Exercise objective: Report back every line of the entries that contains "skipped", exactly as written.

Data to process:
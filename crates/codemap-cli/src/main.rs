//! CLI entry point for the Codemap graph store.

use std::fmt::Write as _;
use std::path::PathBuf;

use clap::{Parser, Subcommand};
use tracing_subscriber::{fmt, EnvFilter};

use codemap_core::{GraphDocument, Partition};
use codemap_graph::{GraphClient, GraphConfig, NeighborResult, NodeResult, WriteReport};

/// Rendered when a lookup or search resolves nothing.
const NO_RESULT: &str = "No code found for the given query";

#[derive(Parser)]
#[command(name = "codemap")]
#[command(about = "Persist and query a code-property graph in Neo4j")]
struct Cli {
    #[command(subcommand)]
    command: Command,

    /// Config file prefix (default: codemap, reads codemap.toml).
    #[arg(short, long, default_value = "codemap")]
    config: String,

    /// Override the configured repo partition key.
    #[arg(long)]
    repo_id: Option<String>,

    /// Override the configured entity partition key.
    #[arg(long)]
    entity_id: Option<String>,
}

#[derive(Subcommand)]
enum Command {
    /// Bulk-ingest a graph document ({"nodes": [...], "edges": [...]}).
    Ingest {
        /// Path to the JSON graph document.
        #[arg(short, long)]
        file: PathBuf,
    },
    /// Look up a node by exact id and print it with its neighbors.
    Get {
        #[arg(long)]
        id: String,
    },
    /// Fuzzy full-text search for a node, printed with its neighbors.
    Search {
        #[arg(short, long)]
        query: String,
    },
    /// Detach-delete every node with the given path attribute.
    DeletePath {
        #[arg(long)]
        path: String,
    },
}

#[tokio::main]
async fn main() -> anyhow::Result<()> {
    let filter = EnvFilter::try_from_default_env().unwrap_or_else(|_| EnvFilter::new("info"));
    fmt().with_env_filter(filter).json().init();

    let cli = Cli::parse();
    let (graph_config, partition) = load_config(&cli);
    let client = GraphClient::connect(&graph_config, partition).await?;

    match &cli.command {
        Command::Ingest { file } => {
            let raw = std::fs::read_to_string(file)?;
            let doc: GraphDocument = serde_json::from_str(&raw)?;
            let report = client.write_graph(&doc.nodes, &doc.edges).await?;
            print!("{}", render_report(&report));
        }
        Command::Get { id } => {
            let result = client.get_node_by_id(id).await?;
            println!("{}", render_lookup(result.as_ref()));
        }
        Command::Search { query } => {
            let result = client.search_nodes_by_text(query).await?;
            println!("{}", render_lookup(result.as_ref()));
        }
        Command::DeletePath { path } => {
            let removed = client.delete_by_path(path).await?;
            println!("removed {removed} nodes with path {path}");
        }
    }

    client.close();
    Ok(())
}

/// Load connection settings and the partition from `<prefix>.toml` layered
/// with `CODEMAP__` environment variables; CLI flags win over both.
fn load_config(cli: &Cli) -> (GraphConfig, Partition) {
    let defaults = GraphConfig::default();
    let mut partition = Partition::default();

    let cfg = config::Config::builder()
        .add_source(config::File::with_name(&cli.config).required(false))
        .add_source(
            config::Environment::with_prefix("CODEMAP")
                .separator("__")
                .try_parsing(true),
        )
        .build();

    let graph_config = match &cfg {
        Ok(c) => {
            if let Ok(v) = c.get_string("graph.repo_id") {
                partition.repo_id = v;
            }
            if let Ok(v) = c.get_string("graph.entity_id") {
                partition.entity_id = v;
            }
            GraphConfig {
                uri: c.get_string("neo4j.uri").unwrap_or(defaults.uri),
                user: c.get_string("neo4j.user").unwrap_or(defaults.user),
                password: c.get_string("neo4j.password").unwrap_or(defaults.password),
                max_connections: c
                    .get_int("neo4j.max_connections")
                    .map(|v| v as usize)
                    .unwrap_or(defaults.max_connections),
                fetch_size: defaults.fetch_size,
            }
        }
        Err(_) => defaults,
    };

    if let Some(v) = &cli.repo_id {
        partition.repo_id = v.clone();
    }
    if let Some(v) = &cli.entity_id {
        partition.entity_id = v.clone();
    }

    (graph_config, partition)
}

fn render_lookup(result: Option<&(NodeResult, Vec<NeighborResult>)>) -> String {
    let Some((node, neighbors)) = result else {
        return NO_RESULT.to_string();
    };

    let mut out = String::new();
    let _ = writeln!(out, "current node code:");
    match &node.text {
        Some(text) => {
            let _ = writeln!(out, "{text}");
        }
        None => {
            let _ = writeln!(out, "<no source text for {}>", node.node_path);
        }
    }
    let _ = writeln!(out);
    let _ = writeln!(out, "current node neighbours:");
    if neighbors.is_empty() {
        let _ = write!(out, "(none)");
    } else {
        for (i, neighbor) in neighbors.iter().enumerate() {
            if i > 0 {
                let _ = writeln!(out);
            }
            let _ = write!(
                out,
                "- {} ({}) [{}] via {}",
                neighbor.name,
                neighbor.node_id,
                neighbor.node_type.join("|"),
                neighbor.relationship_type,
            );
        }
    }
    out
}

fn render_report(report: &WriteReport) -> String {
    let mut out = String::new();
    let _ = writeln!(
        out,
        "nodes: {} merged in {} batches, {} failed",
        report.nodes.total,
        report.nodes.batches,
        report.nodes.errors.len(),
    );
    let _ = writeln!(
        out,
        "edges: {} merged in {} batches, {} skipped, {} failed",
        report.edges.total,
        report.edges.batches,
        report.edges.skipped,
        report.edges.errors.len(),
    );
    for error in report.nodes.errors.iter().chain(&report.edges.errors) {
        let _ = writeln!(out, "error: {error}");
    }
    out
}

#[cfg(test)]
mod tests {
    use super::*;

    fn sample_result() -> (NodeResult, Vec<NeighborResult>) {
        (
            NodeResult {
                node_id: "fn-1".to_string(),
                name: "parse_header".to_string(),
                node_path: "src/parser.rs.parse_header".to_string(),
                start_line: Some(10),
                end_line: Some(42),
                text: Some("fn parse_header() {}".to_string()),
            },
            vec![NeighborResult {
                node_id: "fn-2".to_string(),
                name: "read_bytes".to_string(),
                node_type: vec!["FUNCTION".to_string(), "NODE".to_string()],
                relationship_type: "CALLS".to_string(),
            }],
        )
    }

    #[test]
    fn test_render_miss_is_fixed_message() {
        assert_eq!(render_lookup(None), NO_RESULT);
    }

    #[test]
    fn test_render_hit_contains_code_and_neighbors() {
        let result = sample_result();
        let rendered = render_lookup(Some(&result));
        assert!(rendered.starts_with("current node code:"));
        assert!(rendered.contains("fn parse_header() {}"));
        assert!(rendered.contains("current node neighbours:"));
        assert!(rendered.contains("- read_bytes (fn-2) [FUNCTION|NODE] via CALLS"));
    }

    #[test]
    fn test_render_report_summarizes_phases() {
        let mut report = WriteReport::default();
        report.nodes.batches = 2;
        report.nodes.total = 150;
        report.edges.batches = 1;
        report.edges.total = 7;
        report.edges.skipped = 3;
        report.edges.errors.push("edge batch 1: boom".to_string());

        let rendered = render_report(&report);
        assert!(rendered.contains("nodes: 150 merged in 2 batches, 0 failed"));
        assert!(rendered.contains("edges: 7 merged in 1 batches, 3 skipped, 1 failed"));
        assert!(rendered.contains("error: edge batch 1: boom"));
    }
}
==
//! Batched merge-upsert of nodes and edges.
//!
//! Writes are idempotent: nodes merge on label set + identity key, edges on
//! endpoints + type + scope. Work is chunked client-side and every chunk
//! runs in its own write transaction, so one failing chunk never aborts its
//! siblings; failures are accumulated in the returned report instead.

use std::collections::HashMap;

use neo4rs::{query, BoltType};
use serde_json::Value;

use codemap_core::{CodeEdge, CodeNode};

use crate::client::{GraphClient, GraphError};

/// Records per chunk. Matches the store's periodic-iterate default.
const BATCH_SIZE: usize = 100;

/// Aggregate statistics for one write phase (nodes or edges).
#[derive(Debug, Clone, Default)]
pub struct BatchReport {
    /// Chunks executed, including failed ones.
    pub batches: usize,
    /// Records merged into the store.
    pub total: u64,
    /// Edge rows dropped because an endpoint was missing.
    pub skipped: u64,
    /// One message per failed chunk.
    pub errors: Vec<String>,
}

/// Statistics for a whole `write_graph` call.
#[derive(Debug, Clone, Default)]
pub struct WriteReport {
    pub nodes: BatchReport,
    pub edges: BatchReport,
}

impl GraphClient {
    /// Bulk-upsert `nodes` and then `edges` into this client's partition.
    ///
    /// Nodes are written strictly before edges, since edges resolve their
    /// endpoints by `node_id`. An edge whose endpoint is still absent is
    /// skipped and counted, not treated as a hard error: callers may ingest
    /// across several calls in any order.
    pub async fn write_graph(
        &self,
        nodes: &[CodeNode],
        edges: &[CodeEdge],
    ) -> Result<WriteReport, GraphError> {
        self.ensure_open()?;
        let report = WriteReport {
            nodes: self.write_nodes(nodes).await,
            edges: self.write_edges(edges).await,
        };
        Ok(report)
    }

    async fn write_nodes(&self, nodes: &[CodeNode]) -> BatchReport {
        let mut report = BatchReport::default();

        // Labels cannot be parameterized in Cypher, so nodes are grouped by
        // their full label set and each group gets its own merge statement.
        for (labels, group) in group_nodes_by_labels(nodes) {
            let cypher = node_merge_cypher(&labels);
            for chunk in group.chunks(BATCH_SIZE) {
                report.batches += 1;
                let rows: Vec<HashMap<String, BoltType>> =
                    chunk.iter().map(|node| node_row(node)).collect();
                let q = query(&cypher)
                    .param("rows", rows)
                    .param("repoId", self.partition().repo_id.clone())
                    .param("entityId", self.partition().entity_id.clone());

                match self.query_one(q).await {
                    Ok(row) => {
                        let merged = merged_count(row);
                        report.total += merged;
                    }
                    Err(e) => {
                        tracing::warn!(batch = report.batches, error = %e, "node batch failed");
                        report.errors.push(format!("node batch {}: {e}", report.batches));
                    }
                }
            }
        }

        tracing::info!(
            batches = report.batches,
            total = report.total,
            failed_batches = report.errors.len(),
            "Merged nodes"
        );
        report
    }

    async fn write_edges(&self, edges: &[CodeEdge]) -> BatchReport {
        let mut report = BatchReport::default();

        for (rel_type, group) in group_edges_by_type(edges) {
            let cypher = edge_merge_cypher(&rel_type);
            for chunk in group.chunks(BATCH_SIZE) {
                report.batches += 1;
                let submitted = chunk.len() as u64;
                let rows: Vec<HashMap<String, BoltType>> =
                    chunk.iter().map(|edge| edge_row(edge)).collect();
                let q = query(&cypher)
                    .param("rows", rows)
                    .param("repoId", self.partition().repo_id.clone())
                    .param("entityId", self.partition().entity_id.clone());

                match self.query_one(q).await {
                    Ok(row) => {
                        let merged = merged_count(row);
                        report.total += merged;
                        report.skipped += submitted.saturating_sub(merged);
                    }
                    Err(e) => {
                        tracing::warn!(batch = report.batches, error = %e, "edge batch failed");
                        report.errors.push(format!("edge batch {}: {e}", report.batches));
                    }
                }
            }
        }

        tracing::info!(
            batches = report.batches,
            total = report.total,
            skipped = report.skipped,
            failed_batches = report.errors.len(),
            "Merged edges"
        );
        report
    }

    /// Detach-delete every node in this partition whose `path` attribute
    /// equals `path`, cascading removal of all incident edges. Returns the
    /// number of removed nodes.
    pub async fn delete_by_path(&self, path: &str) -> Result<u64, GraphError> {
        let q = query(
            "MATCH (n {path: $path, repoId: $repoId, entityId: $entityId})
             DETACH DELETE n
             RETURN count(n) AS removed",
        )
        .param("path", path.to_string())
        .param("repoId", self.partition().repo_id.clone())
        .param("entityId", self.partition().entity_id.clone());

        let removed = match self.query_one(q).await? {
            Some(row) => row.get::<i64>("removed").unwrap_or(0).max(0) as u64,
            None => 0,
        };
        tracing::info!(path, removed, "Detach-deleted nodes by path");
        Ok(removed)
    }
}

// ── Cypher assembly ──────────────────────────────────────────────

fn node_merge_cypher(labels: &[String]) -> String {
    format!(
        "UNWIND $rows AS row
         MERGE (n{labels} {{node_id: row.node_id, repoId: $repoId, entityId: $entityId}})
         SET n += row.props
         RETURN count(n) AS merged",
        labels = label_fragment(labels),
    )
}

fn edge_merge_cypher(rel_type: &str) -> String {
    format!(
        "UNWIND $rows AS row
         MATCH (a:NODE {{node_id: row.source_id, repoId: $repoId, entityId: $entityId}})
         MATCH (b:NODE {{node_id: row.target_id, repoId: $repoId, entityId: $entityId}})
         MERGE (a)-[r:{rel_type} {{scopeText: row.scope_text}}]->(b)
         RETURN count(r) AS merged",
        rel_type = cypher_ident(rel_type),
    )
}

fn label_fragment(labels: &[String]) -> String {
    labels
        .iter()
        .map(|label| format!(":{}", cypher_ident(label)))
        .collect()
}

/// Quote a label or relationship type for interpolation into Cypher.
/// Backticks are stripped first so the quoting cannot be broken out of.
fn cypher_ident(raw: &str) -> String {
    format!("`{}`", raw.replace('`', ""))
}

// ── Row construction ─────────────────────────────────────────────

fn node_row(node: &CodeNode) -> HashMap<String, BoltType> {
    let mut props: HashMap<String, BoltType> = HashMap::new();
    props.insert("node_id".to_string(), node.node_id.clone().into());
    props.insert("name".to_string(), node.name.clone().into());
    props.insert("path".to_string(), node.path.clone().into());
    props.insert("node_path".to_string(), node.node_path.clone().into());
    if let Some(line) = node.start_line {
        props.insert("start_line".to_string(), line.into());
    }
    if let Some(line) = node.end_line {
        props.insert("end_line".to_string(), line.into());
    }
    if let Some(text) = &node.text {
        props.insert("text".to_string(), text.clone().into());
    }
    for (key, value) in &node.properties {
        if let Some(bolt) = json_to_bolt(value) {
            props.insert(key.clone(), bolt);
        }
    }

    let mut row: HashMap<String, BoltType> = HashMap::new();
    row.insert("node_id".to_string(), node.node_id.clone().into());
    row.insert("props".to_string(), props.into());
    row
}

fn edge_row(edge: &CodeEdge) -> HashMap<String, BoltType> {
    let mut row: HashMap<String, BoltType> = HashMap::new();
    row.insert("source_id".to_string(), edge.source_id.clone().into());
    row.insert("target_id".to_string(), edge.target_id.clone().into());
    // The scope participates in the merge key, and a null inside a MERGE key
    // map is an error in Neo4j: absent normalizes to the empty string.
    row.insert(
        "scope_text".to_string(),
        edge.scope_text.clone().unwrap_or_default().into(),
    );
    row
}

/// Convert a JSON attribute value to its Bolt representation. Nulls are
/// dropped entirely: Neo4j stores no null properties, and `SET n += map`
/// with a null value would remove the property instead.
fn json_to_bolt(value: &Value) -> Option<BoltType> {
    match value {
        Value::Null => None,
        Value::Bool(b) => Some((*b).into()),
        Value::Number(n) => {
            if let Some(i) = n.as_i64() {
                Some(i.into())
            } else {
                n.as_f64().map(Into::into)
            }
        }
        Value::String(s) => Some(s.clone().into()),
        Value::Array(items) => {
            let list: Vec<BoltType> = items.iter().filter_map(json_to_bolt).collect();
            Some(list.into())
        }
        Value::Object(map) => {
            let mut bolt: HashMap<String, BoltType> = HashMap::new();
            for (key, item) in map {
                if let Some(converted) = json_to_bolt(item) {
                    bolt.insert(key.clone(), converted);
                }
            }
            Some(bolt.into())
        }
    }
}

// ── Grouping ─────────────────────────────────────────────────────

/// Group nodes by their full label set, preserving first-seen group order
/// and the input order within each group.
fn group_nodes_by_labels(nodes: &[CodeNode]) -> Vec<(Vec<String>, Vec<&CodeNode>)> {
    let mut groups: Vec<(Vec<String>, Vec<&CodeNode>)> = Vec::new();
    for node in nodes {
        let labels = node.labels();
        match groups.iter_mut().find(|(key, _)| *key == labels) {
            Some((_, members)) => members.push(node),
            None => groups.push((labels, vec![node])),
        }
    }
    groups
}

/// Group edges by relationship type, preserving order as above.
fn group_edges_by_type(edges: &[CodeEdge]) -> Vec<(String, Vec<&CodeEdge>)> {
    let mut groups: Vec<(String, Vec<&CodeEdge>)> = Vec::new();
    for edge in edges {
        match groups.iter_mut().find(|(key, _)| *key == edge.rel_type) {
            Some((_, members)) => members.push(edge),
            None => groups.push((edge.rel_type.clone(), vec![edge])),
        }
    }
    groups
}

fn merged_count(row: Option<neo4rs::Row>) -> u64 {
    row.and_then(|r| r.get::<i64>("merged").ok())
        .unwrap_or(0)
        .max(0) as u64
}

Exercise solution:
        "edges: {} merged in {} batches, {} skipped, {} failed",
        report.edges.skipped,
        report.edges.skipped = 3;
        assert!(rendered.contains("edges: 7 merged in 1 batches, 3 skipped, 1 failed"));
    pub skipped: u64,
    /// skipped and counted, not treated as a hard error: callers may ingest
                        report.skipped += submitted.saturating_sub(merged);
            skipped = report.skipped,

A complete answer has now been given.